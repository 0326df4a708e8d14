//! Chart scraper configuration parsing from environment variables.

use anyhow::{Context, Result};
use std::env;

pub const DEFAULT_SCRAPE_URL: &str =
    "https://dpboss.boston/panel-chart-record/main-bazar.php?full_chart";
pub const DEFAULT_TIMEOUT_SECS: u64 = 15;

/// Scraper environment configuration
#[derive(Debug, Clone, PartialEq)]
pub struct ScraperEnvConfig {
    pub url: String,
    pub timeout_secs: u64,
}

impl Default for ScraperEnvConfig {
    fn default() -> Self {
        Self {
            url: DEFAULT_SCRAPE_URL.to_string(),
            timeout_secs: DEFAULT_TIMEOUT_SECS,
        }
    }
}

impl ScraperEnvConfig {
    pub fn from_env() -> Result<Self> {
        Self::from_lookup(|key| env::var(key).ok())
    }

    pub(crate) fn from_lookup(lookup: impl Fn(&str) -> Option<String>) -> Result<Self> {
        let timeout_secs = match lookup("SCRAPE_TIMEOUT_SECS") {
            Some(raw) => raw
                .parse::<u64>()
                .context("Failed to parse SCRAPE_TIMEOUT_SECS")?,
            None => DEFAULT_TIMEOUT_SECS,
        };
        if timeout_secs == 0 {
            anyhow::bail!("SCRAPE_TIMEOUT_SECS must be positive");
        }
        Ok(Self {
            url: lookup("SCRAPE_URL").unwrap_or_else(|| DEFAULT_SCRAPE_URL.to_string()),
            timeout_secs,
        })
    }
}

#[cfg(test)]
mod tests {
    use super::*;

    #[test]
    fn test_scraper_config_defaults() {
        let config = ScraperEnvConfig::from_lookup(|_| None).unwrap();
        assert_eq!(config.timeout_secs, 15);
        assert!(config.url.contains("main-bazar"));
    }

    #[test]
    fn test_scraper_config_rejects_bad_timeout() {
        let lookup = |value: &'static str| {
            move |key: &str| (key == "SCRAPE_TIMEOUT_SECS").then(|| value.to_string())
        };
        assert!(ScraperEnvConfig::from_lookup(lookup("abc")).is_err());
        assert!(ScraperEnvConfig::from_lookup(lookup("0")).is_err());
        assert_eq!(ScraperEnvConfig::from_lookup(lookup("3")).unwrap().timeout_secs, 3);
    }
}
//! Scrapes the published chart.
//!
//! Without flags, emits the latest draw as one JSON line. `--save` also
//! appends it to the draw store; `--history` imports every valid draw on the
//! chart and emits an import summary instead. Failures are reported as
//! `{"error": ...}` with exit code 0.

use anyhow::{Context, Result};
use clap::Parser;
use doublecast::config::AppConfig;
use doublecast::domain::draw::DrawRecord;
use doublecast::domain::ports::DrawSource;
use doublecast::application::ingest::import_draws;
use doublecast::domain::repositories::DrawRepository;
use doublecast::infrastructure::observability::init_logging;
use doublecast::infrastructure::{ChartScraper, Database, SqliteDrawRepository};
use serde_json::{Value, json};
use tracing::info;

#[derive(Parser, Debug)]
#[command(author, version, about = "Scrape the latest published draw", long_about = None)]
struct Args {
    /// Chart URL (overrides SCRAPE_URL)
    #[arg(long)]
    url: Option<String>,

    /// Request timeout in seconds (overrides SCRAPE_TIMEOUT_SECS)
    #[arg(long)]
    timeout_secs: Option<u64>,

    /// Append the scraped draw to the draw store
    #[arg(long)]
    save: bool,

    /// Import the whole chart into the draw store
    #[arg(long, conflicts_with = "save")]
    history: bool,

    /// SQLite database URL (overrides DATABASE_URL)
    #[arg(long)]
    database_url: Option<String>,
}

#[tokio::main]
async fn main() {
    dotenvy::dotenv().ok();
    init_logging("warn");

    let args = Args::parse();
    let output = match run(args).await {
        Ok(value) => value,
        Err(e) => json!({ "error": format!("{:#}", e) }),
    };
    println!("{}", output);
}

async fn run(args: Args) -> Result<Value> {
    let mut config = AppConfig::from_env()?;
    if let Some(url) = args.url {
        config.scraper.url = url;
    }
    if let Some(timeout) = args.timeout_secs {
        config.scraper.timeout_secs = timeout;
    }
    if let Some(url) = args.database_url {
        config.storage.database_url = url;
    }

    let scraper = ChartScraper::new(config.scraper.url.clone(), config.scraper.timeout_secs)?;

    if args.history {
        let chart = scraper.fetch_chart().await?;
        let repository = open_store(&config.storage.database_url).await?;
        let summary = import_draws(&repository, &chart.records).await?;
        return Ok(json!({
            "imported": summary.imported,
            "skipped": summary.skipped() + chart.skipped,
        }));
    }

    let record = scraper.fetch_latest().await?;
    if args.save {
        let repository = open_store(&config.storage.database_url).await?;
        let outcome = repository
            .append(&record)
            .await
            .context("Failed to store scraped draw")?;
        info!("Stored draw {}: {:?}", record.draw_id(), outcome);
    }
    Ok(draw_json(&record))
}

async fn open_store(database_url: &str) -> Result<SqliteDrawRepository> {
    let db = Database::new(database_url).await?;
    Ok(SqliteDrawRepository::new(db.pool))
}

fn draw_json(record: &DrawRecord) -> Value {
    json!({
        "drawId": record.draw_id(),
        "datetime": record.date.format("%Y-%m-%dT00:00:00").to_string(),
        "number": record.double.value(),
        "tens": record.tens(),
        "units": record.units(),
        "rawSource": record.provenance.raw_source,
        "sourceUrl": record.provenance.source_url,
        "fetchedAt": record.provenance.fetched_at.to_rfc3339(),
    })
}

REQUIREMENT: The full material above needs to be returned unaltered.

RESULT OF THIS TASK:
repository 0326df4a708e8d14
//! Chart scraper configuration parsing from environment variables.

use anyhow::{Context, Result};
use std::env;

pub const DEFAULT_SCRAPE_URL: &str =
    "https://dpboss.boston/panel-chart-record/main-bazar.php?full_chart";
pub const DEFAULT_TIMEOUT_SECS: u64 = 15;

/// Scraper environment configuration
#[derive(Debug, Clone, PartialEq)]
pub struct ScraperEnvConfig {
    pub url: String,
    pub timeout_secs: u64,
}

impl Default for ScraperEnvConfig {
    fn default() -> Self {
        Self {
            url: DEFAULT_SCRAPE_URL.to_string(),
            timeout_secs: DEFAULT_TIMEOUT_SECS,
        }
    }
}

impl ScraperEnvConfig {
    pub fn from_env() -> Result<Self> {
        Self::from_lookup(|key| env::var(key).ok())
    }

    pub(crate) fn from_lookup(lookup: impl Fn(&str) -> Option<String>) -> Result<Self> {
        let timeout_secs = match lookup("SCRAPE_TIMEOUT_SECS") {
            Some(raw) => raw
                .parse::<u64>()
                .context("Failed to parse SCRAPE_TIMEOUT_SECS")?,
            None => DEFAULT_TIMEOUT_SECS,
        };
        if timeout_secs == 0 {
            anyhow::bail!("SCRAPE_TIMEOUT_SECS must be positive");
        }
        Ok(Self {
            url: lookup("SCRAPE_URL").unwrap_or_else(|| DEFAULT_SCRAPE_URL.to_string()),
            timeout_secs,
        })
    }
}

#[cfg(test)]
mod tests {
    use super::*;

    #[test]
    fn test_scraper_config_defaults() {
        let config = ScraperEnvConfig::from_lookup(|_| None).unwrap();
        assert_eq!(config.timeout_secs, 15);
        assert!(config.url.contains("main-bazar"));
    }

    #[test]
    fn test_scraper_config_rejects_bad_timeout() {
        let lookup = |value: &'static str| {
            move |key: &str| (key == "SCRAPE_TIMEOUT_SECS").then(|| value.to_string())
        };
        assert!(ScraperEnvConfig::from_lookup(lookup("abc")).is_err());
        assert!(ScraperEnvConfig::from_lookup(lookup("0")).is_err());
        assert_eq!(ScraperEnvConfig::from_lookup(lookup("3")).unwrap().timeout_secs, 3);
    }
}
//! Scrapes the published chart.
//!
//! Without flags, emits the latest draw as one JSON line. `--save` also
//! appends it to the draw store; `--history` imports every valid draw on the
//! chart and emits an import summary instead. Failures are reported as
//! `{"error": ...}` with exit code 0.

use anyhow::{Context, Result};
use clap::Parser;
use doublecast::config::AppConfig;
use doublecast::domain::draw::DrawRecord;
use doublecast::domain::ports::DrawSource;
use doublecast::application::ingest::import_draws;
use doublecast::domain::repositories::DrawRepository;
use doublecast::infrastructure::observability::init_logging;
use doublecast::infrastructure::{ChartScraper, Database, SqliteDrawRepository};
use serde_json::{Value, json};
use tracing::info;

#[derive(Parser, Debug)]
#[command(author, version, about = "Scrape the latest published draw", long_about = None)]
struct Args {
    /// Chart URL (overrides SCRAPE_URL)
    #[arg(long)]
    url: Option<String>,

    /// Request timeout in seconds (overrides SCRAPE_TIMEOUT_SECS)
    #[arg(long)]
    timeout_secs: Option<u64>,

    /// Append the scraped draw to the draw store
    #[arg(long)]
    save: bool,

    /// Import the whole chart into the draw store
    #[arg(long, conflicts_with = "save")]
    history: bool,

    /// SQLite database URL (overrides DATABASE_URL)
    #[arg(long)]
    database_url: Option<String>,
}

#[tokio::main]
async fn main() {
    dotenvy::dotenv().ok();
    init_logging("warn");

    let args = Args::parse();
    let output = match run(args).await {
        Ok(value) => value,
        Err(e) => json!({ "error": format!("{:#}", e) }),
    };
    println!("{}", output);
}

async fn run(args: Args) -> Result<Value> {
    let mut config = AppConfig::from_env()?;
    if let Some(url) = args.url {
        config.scraper.url = url;
    }
    if let Some(timeout) = args.timeout_secs {
        config.scraper.timeout_secs = timeout;
    }
    if let Some(url) = args.database_url {
        config.storage.database_url = url;
    }

    let scraper = ChartScraper::new(config.scraper.url.clone(), config.scraper.timeout_secs)?;

    if args.history {
        let chart = scraper.fetch_chart().await?;
        let repository = open_store(&config.storage.database_url).await?;
        let summary = import_draws(&repository, &chart.records).await?;
        return Ok(json!({
            "imported": summary.imported,
            "skipped": summary.skipped() + chart.skipped,
        }));
    }

    let record = scraper.fetch_latest().await?;
    if args.save {
        let repository = open_store(&config.storage.database_url).await?;
        let outcome = repository
            .append(&record)
            .await
            .context("Failed to store scraped draw")?;
        info!("Stored draw {}: {:?}", record.draw_id(), outcome);
    }
    Ok(draw_json(&record))
}

async fn open_store(database_url: &str) -> Result<SqliteDrawRepository> {
    let db = Database::new(database_url).await?;
    Ok(SqliteDrawRepository::new(db.pool))
}

fn draw_json(record: &DrawRecord) -> Value {
    json!({
        "drawId": record.draw_id(),
        "datetime": record.date.format("%Y-%m-%dT00:00:00").to_string(),
        "number": record.double.value(),
        "tens": record.tens(),
        "units": record.units(),
        "rawSource": record.provenance.raw_source,
        "sourceUrl": record.provenance.source_url,
        "fetchedAt": record.provenance.fetched_at.to_rfc3339(),
    })
}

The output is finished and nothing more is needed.